[Stored records]
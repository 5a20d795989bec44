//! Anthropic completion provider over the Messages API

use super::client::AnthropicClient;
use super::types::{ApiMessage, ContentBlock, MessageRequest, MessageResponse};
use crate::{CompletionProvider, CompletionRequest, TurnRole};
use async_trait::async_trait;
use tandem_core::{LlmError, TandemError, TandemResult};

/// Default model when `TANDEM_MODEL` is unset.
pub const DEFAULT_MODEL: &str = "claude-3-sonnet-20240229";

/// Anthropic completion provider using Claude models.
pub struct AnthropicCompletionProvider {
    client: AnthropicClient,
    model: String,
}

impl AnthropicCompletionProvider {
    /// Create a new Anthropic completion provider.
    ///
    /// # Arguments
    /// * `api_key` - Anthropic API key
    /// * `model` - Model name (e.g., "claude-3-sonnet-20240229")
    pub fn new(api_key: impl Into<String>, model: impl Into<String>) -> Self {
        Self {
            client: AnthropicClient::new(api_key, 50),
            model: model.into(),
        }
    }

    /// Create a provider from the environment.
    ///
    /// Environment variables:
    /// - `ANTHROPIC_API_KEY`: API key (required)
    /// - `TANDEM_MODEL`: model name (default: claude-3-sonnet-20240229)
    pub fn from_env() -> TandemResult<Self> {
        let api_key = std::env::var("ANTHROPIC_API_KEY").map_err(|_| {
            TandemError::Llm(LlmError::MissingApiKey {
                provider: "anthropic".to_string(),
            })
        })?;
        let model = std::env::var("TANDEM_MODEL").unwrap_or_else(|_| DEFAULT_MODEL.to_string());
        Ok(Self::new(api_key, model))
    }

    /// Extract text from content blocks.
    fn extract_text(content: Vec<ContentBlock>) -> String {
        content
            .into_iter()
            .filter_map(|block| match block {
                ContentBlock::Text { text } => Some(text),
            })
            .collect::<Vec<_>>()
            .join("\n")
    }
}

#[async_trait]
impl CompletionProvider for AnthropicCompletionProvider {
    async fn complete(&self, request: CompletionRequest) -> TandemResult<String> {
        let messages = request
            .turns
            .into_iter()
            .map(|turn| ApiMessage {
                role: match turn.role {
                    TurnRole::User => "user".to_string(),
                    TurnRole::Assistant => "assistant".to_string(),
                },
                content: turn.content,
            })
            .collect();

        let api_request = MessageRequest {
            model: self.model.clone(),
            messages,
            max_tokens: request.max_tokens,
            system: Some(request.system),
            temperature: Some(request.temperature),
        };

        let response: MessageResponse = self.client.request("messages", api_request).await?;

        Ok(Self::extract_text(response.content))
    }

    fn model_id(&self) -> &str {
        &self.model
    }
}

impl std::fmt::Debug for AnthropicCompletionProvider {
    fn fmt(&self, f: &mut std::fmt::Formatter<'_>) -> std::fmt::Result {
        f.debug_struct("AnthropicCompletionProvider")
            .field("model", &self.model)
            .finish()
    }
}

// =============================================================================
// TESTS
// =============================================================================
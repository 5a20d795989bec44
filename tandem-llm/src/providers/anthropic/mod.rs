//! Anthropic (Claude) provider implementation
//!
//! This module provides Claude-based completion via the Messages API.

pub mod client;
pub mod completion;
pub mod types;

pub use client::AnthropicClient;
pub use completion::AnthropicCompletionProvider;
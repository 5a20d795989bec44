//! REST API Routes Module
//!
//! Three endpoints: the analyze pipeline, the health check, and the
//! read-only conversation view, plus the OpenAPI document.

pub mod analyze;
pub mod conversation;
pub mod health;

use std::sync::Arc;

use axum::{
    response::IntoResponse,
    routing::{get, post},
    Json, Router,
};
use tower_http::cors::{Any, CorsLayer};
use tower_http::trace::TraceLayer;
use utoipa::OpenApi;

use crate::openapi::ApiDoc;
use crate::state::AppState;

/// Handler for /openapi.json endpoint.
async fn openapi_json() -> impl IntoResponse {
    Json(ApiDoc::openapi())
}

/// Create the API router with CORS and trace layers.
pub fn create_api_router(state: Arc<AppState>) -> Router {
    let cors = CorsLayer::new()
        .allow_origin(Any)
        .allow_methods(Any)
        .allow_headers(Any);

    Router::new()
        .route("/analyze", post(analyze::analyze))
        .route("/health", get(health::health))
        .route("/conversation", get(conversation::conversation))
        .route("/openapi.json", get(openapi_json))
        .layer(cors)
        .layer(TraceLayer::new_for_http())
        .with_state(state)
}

Assignment:
In the entries above, find the line with "(Claude) provider implementation" and the line with "for /openapi.json endpoint.", then restate word for word both of them and every line between, with nothing more.

Response for this exercise:
//! Anthropic (Claude) provider implementation
//!
//! This module provides Claude-based completion via the Messages API.

pub mod client;
pub mod completion;
pub mod types;

pub use client::AnthropicClient;
pub use completion::AnthropicCompletionProvider;
repository 5a20d795989bec44
//! REST API Routes Module
//!
//! Three endpoints: the analyze pipeline, the health check, and the
//! read-only conversation view, plus the OpenAPI document.

pub mod analyze;
pub mod conversation;
pub mod health;

use std::sync::Arc;

use axum::{
    response::IntoResponse,
    routing::{get, post},
    Json, Router,
};
use tower_http::cors::{Any, CorsLayer};
use tower_http::trace::TraceLayer;
use utoipa::OpenApi;

use crate::openapi::ApiDoc;
use crate::state::AppState;

/// Handler for /openapi.json endpoint.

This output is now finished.